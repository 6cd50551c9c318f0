//! Keypoint regions on a zoomable image.
//!
//! A keypoint keeps one logical position consistent across the image's natural
//! size, the stage size it is currently drawn at, and the percentage format it
//! is stored in.
//!
//! ```
//! use keypoint_region::{CoordinateSystem, ImageObject, PointRegion, RegionError, Session};
//!
//! fn main() -> Result<(), RegionError> {
//!     let image = ImageObject::new("img").with_size((1920, 1080), (960.0, 540.0));
//!     let mut session = Session::new(image);
//!     let id = session.add_region(PointRegion::new(480.0, 270.0, 5.0, CoordinateSystem::Pixel));
//!
//!     session.update_image_size((1920, 1080), (1920.0, 1080.0));
//!     let region = session.region(&id).ok_or_else(|| RegionError::not_found(&id))?;
//!     assert_eq!((region.x(), region.y()), (960.0, 540.0));
//!
//!     let stored = session.serialize_region(&id)?;
//!     assert_eq!((stored.value.x, stored.value.y), (50.0, 50.0));
//!     Ok(())
//! }
//! ```

pub mod appearance;
pub mod color_utils;
pub mod config;
pub mod constants;
mod error;
mod image;
pub mod model;
pub mod normalize;
pub mod selection;
mod serialize;
mod session;

#[cfg(test)]
mod tests;

pub use appearance::{Appearance, HighlightStyle};
pub use error::RegionError;
pub use image::ImageObject;
pub use model::{Choices, KeyPointLabels, LabelState, PointRegion, RegionId, SelectedLabels, Stateful};
pub use normalize::{CoordinateSystem, Normalizable, to_pixel, to_relative};
pub use selection::{CursorHint, Selectable, SelectionSlot};
pub use serialize::{KeyPointValue, RegionResult};
pub use session::{RegionPanel, Session};
// Copyright (c) 2025 Dimitris Kafetzis
//
// Licensed under the MIT License.
// See LICENSE file in the project root for full license information.
//
// SPDX-License-Identifier: MIT

//! Software device: a full [`AcceleratorDriver`] with no hardware under it.
//!
//! Every queue gets a dedicated worker thread, so the concurrency shape
//! matches a real platform: calls on one queue run FIFO, calls on
//! different queues overlap. The interpreter in [`crate::interp`] supplies
//! the device-side semantics, including a synthetic cycle model that the
//! workers use to pace calls.
//!
//! ```text
//!             SoftDriver
//!   ┌────────────┴────────────┐
//!   │ context (dsp, units 0,1)│
//!   │  ├─ queue 0 ── worker 0 │   FIFO per queue,
//!   │  ├─ queue 1 ── worker 1 │   concurrent across queues
//!   │  └─ net state (RwLock)  │
//!   └─────────────────────────┘
//! ```
//!
//! Topology comes from [`SoftTopology::probe`], which honours the
//! `OFFLOAD_SOFT_DSP_UNITS` and `OFFLOAD_SOFT_NPU_UNITS` environment
//! variables. Setting both to `0` models a platform without accelerators.

use crate::types::BUILTIN_KERNELS;
use crate::{
    interp, AcceleratorDriver, Completion, ContextHandle, DeviceKind, DriverError, KernelArg,
    KernelHandle, ProgramHandle, ProgramSource,
};
use device_memory::HostBuffer;
use net_format::{DeviceStatus, NetDescriptor};
use parking_lot::{Mutex, RwLock};
use std::collections::{HashMap, HashSet};
use std::sync::atomic::{AtomicU64, Ordering};
use std::sync::{mpsc, Arc};
use std::thread::JoinHandle;

/// Units a single class can expose; matches the completion-slot width of
/// the engine's kernels.
pub const MAX_UNITS_PER_CLASS: usize = 4;

/// Longest pause a single call may simulate, in microseconds.
const MAX_PACE_MICROS: u64 = 20_000;

/// Unit counts and per-class characteristics of the simulated platform.
#[derive(Debug, Clone)]
pub struct SoftTopology {
    pub dsp_units: usize,
    pub npu_units: usize,
    pub dsp_freq_mhz: u64,
    pub npu_freq_mhz: u64,
    /// On-device global heap capacity available to one context.
    pub heap_capacity_bytes: u32,
    /// Memory-record table entries available to one context.
    pub max_mem_records: usize,
}

impl Default for SoftTopology {
    fn default() -> Self {
        Self {
            dsp_units: 2,
            npu_units: 2,
            dsp_freq_mhz: 750,
            npu_freq_mhz: 650,
            heap_capacity_bytes: 64 * 1024 * 1024,
            max_mem_records: 128,
        }
    }
}

impl SoftTopology {
    /// Default topology adjusted by the `OFFLOAD_SOFT_*_UNITS` variables.
    pub fn probe() -> Self {
        let defaults = Self::default();
        Self {
            dsp_units: env_units("OFFLOAD_SOFT_DSP_UNITS", defaults.dsp_units),
            npu_units: env_units("OFFLOAD_SOFT_NPU_UNITS", defaults.npu_units),
            ..defaults
        }
    }

    /// A platform without accelerators.
    pub fn none() -> Self {
        Self {
            dsp_units: 0,
            npu_units: 0,
            ..Self::default()
        }
    }

    pub fn unit_count(&self, kind: DeviceKind) -> usize {
        match kind {
            DeviceKind::Dsp => self.dsp_units,
            DeviceKind::Npu => self.npu_units,
        }
    }

    pub fn frequency_mhz(&self, kind: DeviceKind) -> u64 {
        match kind {
            DeviceKind::Dsp => self.dsp_freq_mhz,
            DeviceKind::Npu => self.npu_freq_mhz,
        }
    }
}

fn env_units(var: &str, default: usize) -> usize {
    match std::env::var(var) {
        Ok(s) => match s.trim().parse::<usize>() {
            Ok(n) if n <= MAX_UNITS_PER_CLASS => n,
            Ok(n) => {
                tracing::warn!(var, n, "unit count capped at {MAX_UNITS_PER_CLASS}");
                MAX_UNITS_PER_CLASS
            }
            Err(_) => {
                tracing::warn!(var, value = %s, "unparseable unit count ignored");
                default
            }
        },
        Err(_) => default,
    }
}

struct WorkItem {
    kernel: &'static str,
    args: Vec<KernelArg>,
    completion: Completion,
}

struct QueueSlot {
    tx: Mutex<Option<mpsc::Sender<WorkItem>>>,
    join: Mutex<Option<JoinHandle<()>>>,
}

/// Device-side network state, established by `configure`.
pub(crate) struct NetState {
    pub(crate) descriptor: NetDescriptor,
    pub(crate) weights: HostBuffer,
    pub(crate) heap_capacity: u32,
    pub(crate) heap_used: u32,
    pub(crate) mem_records: usize,
    pub(crate) ready_groups: HashSet<u32>,
}

/// One open context: a class, its units, and their queues.
pub(crate) struct ContextState {
    pub(crate) kind: DeviceKind,
    pub(crate) heap_capacity_bytes: u32,
    pub(crate) max_mem_records: usize,
    pub(crate) net: RwLock<Option<NetState>>,
    queues: Vec<QueueSlot>,
}

struct ProgramState {
    context: u64,
}

struct KernelState {
    context: u64,
    name: &'static str,
}

/// The in-process software device.
pub struct SoftDriver {
    topology: SoftTopology,
    next_id: AtomicU64,
    contexts: Mutex<HashMap<u64, Arc<ContextState>>>,
    programs: Mutex<HashMap<u64, ProgramState>>,
    kernels: Mutex<HashMap<u64, KernelState>>,
}

impl SoftDriver {
    /// A driver over the probed topology.
    pub fn new() -> Self {
        Self::with_topology(SoftTopology::probe())
    }

    pub fn with_topology(topology: SoftTopology) -> Self {
        tracing::info!(
            dsp = topology.dsp_units,
            npu = topology.npu_units,
            "software device online"
        );
        Self {
            topology,
            next_id: AtomicU64::new(1),
            contexts: Mutex::new(HashMap::new()),
            programs: Mutex::new(HashMap::new()),
            kernels: Mutex::new(HashMap::new()),
        }
    }

    pub fn topology(&self) -> &SoftTopology {
        &self.topology
    }

    fn next_id(&self) -> u64 {
        self.next_id.fetch_add(1, Ordering::Relaxed)
    }

    fn context(&self, handle: ContextHandle) -> Result<Arc<ContextState>, DriverError> {
        self.contexts
            .lock()
            .get(&handle.0)
            .cloned()
            .ok_or(DriverError::InvalidHandle { what: "context" })
    }
}

impl Default for SoftDriver {
    fn default() -> Self {
        Self::new()
    }
}

impl AcceleratorDriver for SoftDriver {
    fn name(&self) -> &str {
        "soft"
    }

    fn unit_count(&self, kind: DeviceKind) -> usize {
        self.topology.unit_count(kind)
    }

    fn frequency_mhz(&self, kind: DeviceKind) -> u64 {
        self.topology.frequency_mhz(kind)
    }

    fn open_context(
        &self,
        kind: DeviceKind,
        units: &[u8],
    ) -> Result<ContextHandle, DriverError> {
        if units.is_empty() {
            return Err(DriverError::NoUnitsRequested);
        }
        let available = self.topology.unit_count(kind);
        for &unit in units {
            if (unit as usize) >= available {
                return Err(DriverError::UnknownDeviceUnit { kind, unit });
            }
        }

        let ctx = Arc::new(ContextState {
            kind,
            heap_capacity_bytes: self.topology.heap_capacity_bytes,
            max_mem_records: self.topology.max_mem_records,
            net: RwLock::new(None),
            queues: units
                .iter()
                .map(|_| QueueSlot {
                    tx: Mutex::new(None),
                    join: Mutex::new(None),
                })
                .collect(),
        });

        let freq = self.topology.frequency_mhz(kind);
        for (queue_index, &unit) in units.iter().enumerate() {
            let (tx, rx) = mpsc::channel::<WorkItem>();
            let worker_ctx = Arc::clone(&ctx);
            let spawned = std::thread::Builder::new()
                .name(format!("soft-{}-q{}", kind.as_str(), unit))
                .spawn(move || {
                    while let Ok(item) = rx.recv() {
                        let cycles = interp::run_kernel(&worker_ctx, item.kernel, &item.args);
                        pace(cycles, freq);
                        item.completion.signal();
                    }
                });
            match spawned {
                Ok(join) => {
                    *ctx.queues[queue_index].tx.lock() = Some(tx);
                    *ctx.queues[queue_index].join.lock() = Some(join);
                }
                Err(source) => {
                    shutdown_context(&ctx);
                    return Err(DriverError::QueueStartFailed { source });
                }
            }
        }

        let id = self.next_id();
        self.contexts.lock().insert(id, ctx);
        tracing::debug!(%kind, units = units.len(), context = id, "context opened");
        Ok(ContextHandle(id))
    }

    fn close_context(&self, context: ContextHandle) -> Result<(), DriverError> {
        let ctx = self
            .contexts
            .lock()
            .remove(&context.0)
            .ok_or(DriverError::InvalidHandle { what: "context" })?;
        shutdown_context(&ctx);
        self.programs.lock().retain(|_, p| p.context != context.0);
        self.kernels.lock().retain(|_, k| k.context != context.0);
        tracing::debug!(context = context.0, "context closed");
        Ok(())
    }

    fn build_program(
        &self,
        context: ContextHandle,
        source: &ProgramSource,
    ) -> Result<ProgramHandle, DriverError> {
        self.context(context)?;
        if let ProgramSource::Binary(image) = source {
            if image.is_empty() {
                return Err(DriverError::ProgramBuildFailed {
                    detail: "empty program image".into(),
                });
            }
            tracing::debug!(bytes = image.len(), "program image accepted verbatim");
        }
        let id = self.next_id();
        self.programs.lock().insert(
            id,
            ProgramState {
                context: context.0,
            },
        );
        Ok(ProgramHandle(id))
    }

    fn create_kernel(
        &self,
        program: ProgramHandle,
        name: &str,
    ) -> Result<KernelHandle, DriverError> {
        let context = self
            .programs
            .lock()
            .get(&program.0)
            .map(|p| p.context)
            .ok_or(DriverError::InvalidHandle { what: "program" })?;
        let canonical = BUILTIN_KERNELS
            .iter()
            .find(|k| **k == name)
            .copied()
            .ok_or_else(|| DriverError::UnknownKernel { name: name.into() })?;

        let id = self.next_id();
        self.kernels.lock().insert(
            id,
            KernelState {
                context,
                name: canonical,
            },
        );
        Ok(KernelHandle(id))
    }

    fn release_kernel(&self, kernel: KernelHandle) -> Result<(), DriverError> {
        self.kernels
            .lock()
            .remove(&kernel.0)
            .map(|_| ())
            .ok_or(DriverError::InvalidHandle { what: "kernel" })
    }

    fn enqueue(
        &self,
        kernel: KernelHandle,
        queue: u8,
        args: Vec<KernelArg>,
    ) -> Result<Completion, DriverError> {
        let (context, name) = {
            let kernels = self.kernels.lock();
            let state = kernels
                .get(&kernel.0)
                .ok_or(DriverError::InvalidHandle { what: "kernel" })?;
            (state.context, state.name)
        };
        let ctx = self.context(ContextHandle(context))?;

        let slot = ctx
            .queues
            .get(queue as usize)
            .ok_or(DriverError::QueueOutOfRange { queue })?;

        // Every built-in reports through a status buffer at argument 0.
        match args.first() {
            Some(KernelArg::Buffer { buffer, .. })
                if buffer.len() >= std::mem::size_of::<DeviceStatus>() => {}
            _ => {
                return Err(DriverError::InvalidKernelArgs {
                    kernel: name.into(),
                    detail: "argument 0 must be a status buffer".into(),
                })
            }
        }

        let completion = Completion::new();
        let item = WorkItem {
            kernel: name,
            args,
            completion: completion.clone(),
        };

        let tx = slot.tx.lock();
        match tx.as_ref() {
            Some(tx) if tx.send(item).is_ok() => Ok(completion),
            _ => Err(DriverError::InvalidHandle { what: "context" }),
        }
    }
}

impl Drop for SoftDriver {
    fn drop(&mut self) {
        let contexts: Vec<_> = self.contexts.lock().drain().map(|(_, c)| c).collect();
        for ctx in contexts {
            shutdown_context(&ctx);
        }
    }
}

/// Stops a context's workers: drop the senders, then join. In-flight
/// calls drain first.
fn shutdown_context(ctx: &ContextState) {
    for slot in &ctx.queues {
        slot.tx.lock().take();
    }
    for slot in &ctx.queues {
        if let Some(join) = slot.join.lock().take() {
            if join.join().is_err() {
                tracing::error!("queue worker panicked during shutdown");
            }
        }
    }
}

/// Sleeps for roughly the simulated duration of a call.
fn pace(cycles: u64, freq_mhz: u64) {
    if freq_mhz == 0 {
        return;
    }
    let micros = (cycles / freq_mhz).min(MAX_PACE_MICROS);
    if micros > 0 {
        std::thread::sleep(std::time::Duration::from_micros(micros));
    }
}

──────

### WORK ITEM
The answer must consist of every line above that contains the word "KernelState".

### SOLVED EXERCISE
struct KernelState {
    kernels: Mutex<HashMap<u64, KernelState>>,
            KernelState {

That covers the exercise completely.